According to time-use surveys analyzed by professors Philip Babcock, at the University of California Santa Barbara, and Mindy Marks, at the University of California Riverside, the average student at a four-year college in 1961 studied about 24 hours a week. Today’s average student hits the books for just 14 hours.
The decline, Babcock and Marks found, infects students of all demographics. No matter the student’s major, gender, or race, no matter the size of the school or the quality of the SAT scores of the people enrolled there, the results are the same: Students of all ability levels are studying less.
Yegads Captain Obvious, who has time to study anything these days? Why it requires reading stuff. Since I liked to read books wholly unrelated to whatever coursework I was taking, I managed to avoid studying and learn something. I think. But we do have an interesting intersection of technology, habits and productivity to check out.
The easy observation is that somehow all this new fangled technology is killing off studying. But not so fast.
According to the skeptics of the findings, there is one other notable change: Today’s students are working with more efficient tools when they do finally sit down to study. They don’t have to bang out a term paper on a typewriter; nor do they need to wander the stacks at the library for hours, tracking down some dusty tome.
“A student doesn’t need to retype a paper three times before handing it in,” said Heather Rowan-Kenyon, an assistant professor of higher education at Boston College. “And a student today can sit on their bed and go to the library, instead of going to the library and going to the card catalog.”

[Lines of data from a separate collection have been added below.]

impl Tree {
    /// Leaf value reached by `row`
    pub fn predict_value(&self, row: &[f64]) -> f64 {
        let mut idx = 0;
        loop {
            match &self.nodes[idx] {
                Node::Leaf { value } => return *value,
                Node::Split {
                    feature,
                    threshold,
                    left,
                    right,
                } => {
                    idx = if row[*feature] <= *threshold { *left } else { *right };
                }
            }
        }
    }

    /// Depth of the deepest leaf (a lone root leaf has depth 0)
    pub fn depth(&self) -> usize {
        fn walk(nodes: &[Node], idx: usize) -> usize {
            match &nodes[idx] {
                Node::Leaf { .. } => 0,
                Node::Split { left, right, .. } => 1 + walk(nodes, *left).max(walk(nodes, *right)),
            }
        }
        if self.nodes.is_empty() {
            0
        } else {
            walk(&self.nodes, 0)
        }
    }

    pub fn n_leaves(&self) -> usize {
        self.nodes
            .iter()
            .filter(|n| matches!(n, Node::Leaf { .. }))
            .count()
    }

    /// Reserve a slot and return its index; filled in later with `set`.
    pub(crate) fn push_placeholder(&mut self) -> usize {
        self.nodes.push(Node::Leaf { value: 0.0 });
        self.nodes.len() - 1
    }

    pub(crate) fn set(&mut self, idx: usize, node: Node) {
        self.nodes[idx] = node;
    }
}

/// Impurity measure for classification splits
#[derive(Debug, Clone, Copy, PartialEq, Eq, Default, Serialize, Deserialize)]
#[serde(rename_all = "lowercase")]
pub enum Criterion {
    #[default]
    Gini,
    Entropy,
}

impl Criterion {
    /// Impurity of a node with the given class counts
    fn impurity(self, positives: f64, negatives: f64) -> f64 {
        let total = positives + negatives;
        if total == 0.0 {
            return 0.0;
        }
        let p = positives / total;
        match self {
            Criterion::Gini => 2.0 * p * (1.0 - p),
            Criterion::Entropy => {
                let h = |q: f64| if q > 0.0 { -q * q.log2() } else { 0.0 };
                h(p) + h(1.0 - p)
            }
        }
    }
}

/// Named strategies for the number of features tried per split
#[derive(Debug, Clone, Copy, PartialEq, Eq, Serialize, Deserialize)]
#[serde(rename_all = "lowercase")]
pub enum MaxFeaturesName {
    Sqrt,
    Log2,
    All,
}

/// Number of features considered at each split
#[derive(Debug, Clone, Copy, PartialEq, Serialize, Deserialize)]
#[serde(untagged)]
pub enum MaxFeatures {
    Count(usize),
    Fraction(f64),
    Named(MaxFeaturesName),
}

impl MaxFeatures {
    pub const SQRT: MaxFeatures = MaxFeatures::Named(MaxFeaturesName::Sqrt);
    pub const ALL: MaxFeatures = MaxFeatures::Named(MaxFeaturesName::All);

    /// Resolve against the number of available features (always at least 1)
    pub fn resolve(self, n_features: usize) -> usize {
        let n = n_features as f64;
        let k = match self {
            MaxFeatures::Count(k) => k,
            MaxFeatures::Fraction(f) => (f * n).floor() as usize,
            MaxFeatures::Named(MaxFeaturesName::Sqrt) => n.sqrt().floor() as usize,
            MaxFeatures::Named(MaxFeaturesName::Log2) => n.log2().floor() as usize,
            MaxFeatures::Named(MaxFeaturesName::All) => n_features,
        };
        k.clamp(1, n_features.max(1))
    }

    pub(crate) fn validate(self) -> Result<()> {
        match self {
            MaxFeatures::Count(0) => Err(PipelineError::Config(
                "max_features must be at least 1".to_string(),
            )),
            MaxFeatures::Fraction(f) if !(f > 0.0 && f <= 1.0) => Err(PipelineError::Config(
                format!("max_features fraction must be in (0, 1], got {}", f),
            )),
            _ => Ok(()),
        }
    }
}

/// Growth limits shared by the decision tree and the random forest
#[derive(Debug, Clone, Copy)]
pub(crate) struct GrowthLimits {
    pub criterion: Criterion,
    pub max_depth: Option<usize>,
    pub min_samples_split: usize,
    pub min_samples_leaf: usize,
    pub max_features: usize,
}

pub(crate) fn validate_growth(min_samples_split: usize, min_samples_leaf: usize) -> Result<()> {
    if min_samples_split < 2 {
        return Err(PipelineError::Config(format!(
            "min_samples_split must be at least 2, got {}",
            min_samples_split
        )));
    }
    if min_samples_leaf < 1 {
        return Err(PipelineError::Config(
            "min_samples_leaf must be at least 1".to_string(),
        ));
    }
    Ok(())
}

/// Grows a classification tree over a set of sample indices.
///
/// Indices may repeat (bootstrap samples); a repeated index counts once per
/// occurrence.
pub(crate) struct CartBuilder<'a> {
    x: &'a [Vec<f64>],
    y: &'a [u8],
    limits: GrowthLimits,
    rng: StdRng,
    tree: Tree,
}

struct BestSplit {
    feature: usize,
    threshold: f64,
    /// Position in the sorted indices where the right side starts
    split_at: usize,
    gain: f64,
}

impl<'a> CartBuilder<'a> {
    pub fn new(x: &'a [Vec<f64>], y: &'a [u8], limits: GrowthLimits, seed: u64) -> Self {
        Self {
            x,
            y,
            limits,
            rng: StdRng::seed_from_u64(seed),
            tree: Tree::default(),
        }
    }

    pub fn build(mut self, indices: Vec<usize>) -> Tree {
        let root = self.tree.push_placeholder();
        self.grow(root, indices, 0);
        self.tree
    }

    fn grow(&mut self, slot: usize, mut indices: Vec<usize>, depth: usize) {
        let positives = indices.iter().filter(|&&i| self.y[i] == 1).count() as f64;
        let total = indices.len() as f64;
        let value = if total > 0.0 { positives / total } else { 0.0 };

        let depth_reached = self.limits.max_depth.is_some_and(|d| depth >= d);
        let pure = positives == 0.0 || positives == total;
        if depth_reached || pure || indices.len() < self.limits.min_samples_split {
            self.tree.set(slot, Node::Leaf { value });
            return;
        }

        let Some(best) = self.find_best_split(&mut indices, positives) else {
            self.tree.set(slot, Node::Leaf { value });
            return;
        };

        sort_by_feature(self.x, &mut indices, best.feature);
        let right_indices = indices.split_off(best.split_at);
        let left_indices = indices;

        let left = self.tree.push_placeholder();
        let right = self.tree.push_placeholder();
        self.tree.set(
            slot,
            Node::Split {
                feature: best.feature,
                threshold: best.threshold,
                left,
                right,
            },
        );
        self.grow(left, left_indices, depth + 1);
        self.grow(right, right_indices, depth + 1);
    }

    fn find_best_split(&mut self, indices: &mut [usize], positives: f64) -> Option<BestSplit> {
        let n_features = self.x[indices[0]].len();
        let mut features: Vec<usize> = (0..n_features).collect();
        if self.limits.max_features < n_features {
            features.shuffle(&mut self.rng);
            features.truncate(self.limits.max_features);
        }

        let total = indices.len() as f64;
        let negatives = total - positives;
        let parent = self.limits.criterion.impurity(positives, negatives);
        let min_leaf = self.limits.min_samples_leaf;
        let n = indices.len();

        let mut best: Option<BestSplit> = None;
        for feature in features {
            sort_by_feature(self.x, indices, feature);

            let mut left_pos = 0.0f64;
            for i in 0..n - 1 {
                if self.y[indices[i]] == 1 {
                    left_pos += 1.0;
                }
                let left_count = i + 1;
                let right_count = n - left_count;
                if left_count < min_leaf || right_count < min_leaf {
                    continue;
                }

                let here = self.x[indices[i]][feature];
                let next = self.x[indices[i + 1]][feature];
                if (next - here).abs() < VALUE_EPSILON {
                    continue;
                }

                let left_n = left_count as f64;
                let right_n = right_count as f64;
                let right_pos = positives - left_pos;
                let child = (left_n / total)
                    * self.limits.criterion.impurity(left_pos, left_n - left_pos)
                    + (right_n / total)
                        * self.limits.criterion.impurity(right_pos, right_n - right_pos);
                let gain = parent - child;

                if gain > MIN_GAIN && best.as_ref().map_or(true, |b| gain > b.gain) {
                    best = Some(BestSplit {
                        feature,
                        threshold: (here + next) / 2.0,
                        split_at: left_count,
                        gain,
                    });
                }
            }
        }

        best
    }
}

That’s true, Babcock and Marks agree. But according to their research, the greatest decline in student studying took place before computers swept through colleges: Between 1961 and 1981, study times fell from 24.4 to 16.8 hours per week (and then, ultimately, to 14). Nor do they believe student employment or changing demographics to be the root cause. While they acknowledge that students are working more and campuses attract students who wouldn’t have bothered attending college a generation ago, the researchers point out that study times are dropping for everyone regardless of employment or personal characteristics.
So what is going on? How people learn is a field of study fraught with more snake oil than the victorian era phrenologists. But the reality is that, like the proverbial snowflake, no individual has the same learning style. For all the modern era has to offer, we still seem stuck on trying to solve all the intricacies of learning by a one size fits all solution. In Laredo Texas, population 250k, the last chain book store closed, leaving Laredo with no bookstore, which naturally people there bemoaned. Just another data point about where that thing called a book fits in these days with the larger issue of just how are people learning.